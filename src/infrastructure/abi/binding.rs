//! Contract binding - typed proxy over a JSON ABI
//!
//! View and pure functions route through `ChainClient::call`; state-changing
//! functions are encoded here and sent through `ChainClient::send`.

use std::sync::Arc;

use alloy_dyn_abi::{DynSolValue, FunctionExt, JsonAbiExt};
use alloy_json_abi::{Function, JsonAbi, StateMutability};
use alloy_primitives::{Address, Bytes, B256, U256};
use thiserror::Error;

use super::decoder::{as_u256, AlloyRevertDecoder};
use crate::domain::abi::{ContractKind, RevertDecoder};
use crate::domain::error::RevertKind;
use crate::infrastructure::ethereum::{ChainClient, ChainError};

/// Encoded write, ready to send
#[derive(Debug, Clone, PartialEq, Eq)]
pub struct PreparedCall {
    pub to: Address,
    pub data: Bytes,
    pub method: String,
}

#[derive(Debug, Clone, PartialEq, Eq, Error)]
pub enum BindingError {
    #[error("{contract} has no function {method} taking {arity} argument(s)")]
    UnknownMethod {
        contract: ContractKind,
        method: String,
        arity: usize,
    },

    #[error("{0} changes state and cannot be read")]
    NotReadable(String),

    #[error("{0} is a view function and cannot be sent")]
    NotWritable(String),

    #[error("cannot encode {method}: {message}")]
    Encoding { method: String, message: String },

    #[error("cannot decode {method} output: {message}")]
    Decoding { method: String, message: String },

    #[error(transparent)]
    Chain(#[from] ChainError),
}

/// A deployed contract reached through its interface
#[derive(Clone)]
pub struct ContractBinding {
    kind: ContractKind,
    address: Address,
    interface: Arc<JsonAbi>,
}

impl ContractBinding {
    pub fn new(kind: ContractKind, address: Address, interface: Arc<JsonAbi>) -> Self {
        Self {
            kind,
            address,
            interface,
        }
    }

    pub fn address(&self) -> Address {
        self.address
    }

    /// Call a view/pure function and decode its outputs
    pub async fn read(
        &self,
        client: &dyn ChainClient,
        method: &str,
        args: &[DynSolValue],
    ) -> Result<Vec<DynSolValue>, BindingError> {
        let function = self.function(method, args.len())?;
        if !is_read_only(function) {
            return Err(BindingError::NotReadable(method.to_string()));
        }
        let data = encode(function, args)?;
        let output = client.call(self.address, data).await?;
        function
            .abi_decode_output(&output)
            .map_err(|err| BindingError::Decoding {
                method: method.to_string(),
                message: err.to_string(),
            })
    }

    /// Read a function whose first output is an unsigned integer
    pub async fn read_uint(
        &self,
        client: &dyn ChainClient,
        method: &str,
        args: &[DynSolValue],
    ) -> Result<U256, BindingError> {
        let values = self.read(client, method, args).await?;
        values
            .first()
            .and_then(as_u256)
            .ok_or_else(|| BindingError::Decoding {
                method: method.to_string(),
                message: "expected an unsigned integer output".to_string(),
            })
    }

    /// Encode a state-changing call without sending it
    pub fn prepare_write(&self, method: &str, args: &[DynSolValue]) -> Result<PreparedCall, BindingError> {
        let function = self.function(method, args.len())?;
        if is_read_only(function) {
            return Err(BindingError::NotWritable(method.to_string()));
        }
        Ok(PreparedCall {
            to: self.address,
            data: encode(function, args)?,
            method: method.to_string(),
        })
    }

    /// Encode and send a state-changing call
    pub async fn write(
        &self,
        client: &dyn ChainClient,
        from: Address,
        method: &str,
        args: &[DynSolValue],
    ) -> Result<B256, BindingError> {
        let call = self.prepare_write(method, args)?;
        Ok(client.send(from, call.to, call.data).await?)
    }

    /// Map revert data to a reason using this interface's declared errors
    pub fn decode_revert(&self, data: &[u8]) -> RevertKind {
        AlloyRevertDecoder::new(self.interface.clone()).decode_revert(data)
    }

    // Overloads are told apart by arity only
    fn function(&self, method: &str, arity: usize) -> Result<&Function, BindingError> {
        self.interface
            .function(method)
            .and_then(|overloads| overloads.iter().find(|f| f.inputs.len() == arity))
            .ok_or_else(|| BindingError::UnknownMethod {
                contract: self.kind,
                method: method.to_string(),
                arity,
            })
    }
}

fn is_read_only(function: &Function) -> bool {
    matches!(
        function.state_mutability,
        StateMutability::View | StateMutability::Pure
    )
}

fn encode(function: &Function, args: &[DynSolValue]) -> Result<Bytes, BindingError> {
    function
        .abi_encode_input(args)
        .map(Bytes::from)
        .map_err(|err| BindingError::Encoding {
            method: function.name.clone(),
            message: err.to_string(),
        })
}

Aim of the task → Filter by the word "Result": copy every line of the data that holds it.

Your response →
    ) -> Result<Vec<DynSolValue>, BindingError> {
    ) -> Result<U256, BindingError> {
    pub fn prepare_write(&self, method: &str, args: &[DynSolValue]) -> Result<PreparedCall, BindingError> {
    ) -> Result<B256, BindingError> {
    fn function(&self, method: &str, arity: usize) -> Result<&Function, BindingError> {
fn encode(function: &Function, args: &[DynSolValue]) -> Result<Bytes, BindingError> {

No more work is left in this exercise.